Unlock your potential with special discounts!
She Said She'd Leave. Then It Happened to Her.
By Artish GAL | The Thoughtful Nook
11/23/20259 min read


The Call I Didn't See Coming
Jasmine called me last Tuesday. Well, she sent a voice note at 11:47 PM. When I played it the next morning, all I heard was crying. That crying where you can't catch your breath.
I called back immediately. "What happened?"
Nothing for a few seconds. Then, "He cheated on me."
I'm sorry, but the first thing that went through my head? Remembering two years ago when her cousin Rochelle took back her husband after he cheated.

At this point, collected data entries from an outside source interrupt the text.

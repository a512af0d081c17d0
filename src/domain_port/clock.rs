use chrono::{DateTime, Utc};

/// Source of the current UTC time.
pub trait Clock: Send + Sync {
    fn now(&self) -> DateTime<Utc>;
}
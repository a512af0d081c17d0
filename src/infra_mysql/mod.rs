mod client_repo_mysql;
mod token_repo_mysql;

pub use client_repo_mysql::*;
pub use token_repo_mysql::*;

mod repo_tx_mysql;

pub use repo_tx_mysql::*;

mod util;
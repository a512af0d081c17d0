use super::repo_tx_memory::MemoryDb;
use crate::application_port::*;
use crate::domain_model::*;
use crate::domain_port::*;
use std::sync::Arc;

pub struct MemoryClientRepo {
    db: Arc<MemoryDb>,
}

impl MemoryClientRepo {
    pub fn new(db: Arc<MemoryDb>) -> Self {
        MemoryClientRepo { db }
    }
}

#[async_trait::async_trait]
impl ClientRepo for MemoryClientRepo {
    async fn get_by_uid(&self, uid: &str) -> Result<Option<Client>, OAuthError> {
        Ok(self.db.client(uid))
    }
}
use super::repo_tx_memory::{MEMORY_BACKEND, MemoryTx};
use crate::application_port::OAuthError;
use crate::domain_port::*;

pub fn downcast<'a, 't>(tx: &'a mut dyn StorageTx<'t>) -> Result<&'a mut MemoryTx<'t>, OAuthError> {
    if tx.backend() != MEMORY_BACKEND {
        return Err(OAuthError::Store(format!(
            "memory repo used with a {} transaction",
            tx.backend()
        )));
    }
    // SAFETY: `MemoryTx` is the only type reporting the memory backend.
    unsafe {
        let p = tx as *mut dyn StorageTx<'t>;
        let p = p as *mut MemoryTx<'t>;
        Ok(&mut *p)
    }
}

Jasmine had been so loud about it. "I will NEVER understand women who stay. He showed you who he is. Believe him and GO."
Rochelle heard her. That look on her face. Shame and anger and hurt. And Jasmine kept talking like she wasn't even there. "If a man cheats on me? His stuff is on the lawn. I'm not about to play detective, checking phones, wondering if he's really at the gym."
But right now, on this phone call, that's not what I'm thinking about. Right now, I'm just trying to figure out what to say to my friend who sounds like her world just endedI.


"Cameron?" I ask.
"Yeah."
Six years. The man who cried when her grandmother died. Who drove four hours in the snow for her birthday. Who she'd shown me engagement rings for.
"How did you find out?"
It's bad. Messages on his phone. Pictures. Videos. Four months worth. Hotels. "I miss you." "Can't wait to see you." And the one that killed her: "you do things she won't do."
She. That's Jasmine.
I listened to her cry for an hour. Maybe longer.


Two Weeks Later
I'm thinking she's done. I mean, this is JASMINE. The same woman who told me three years ago that her coworker was "weak" for going to couples therapy after her boyfriend cheated. "Therapy? For what? So he can learn better ways to lie to you? Nah."
I'm expecting the "I kicked him out" call. The "I changed my locks" update. Maybe even the "I slashed his tires" confession, though Jasmine's too smart for that.
Instead, she texts me. "Can we get lunch? I need to talk to you about something."
We meet at this little spot she likes near her job. She looks tired. Not just "didn't sleep well" tired. That bone-deep exhaustion that comes from crying so much your body doesn't have anything left.
She orders her food. Takes a sip of her water. Looks at me and says, "We're in counseling."
I must've made a face because she immediately gets defensive. "I know what you're thinking."
"I'm not thinking anything," I lie because I am absolutely thinking something.
"He wants to make it work. He's really trying. And I just. I don't know. We've been together six years. That's a lot to just throw away."
There's that phrase. Throw away. Like all those years are currency. Like time spent equals time owed.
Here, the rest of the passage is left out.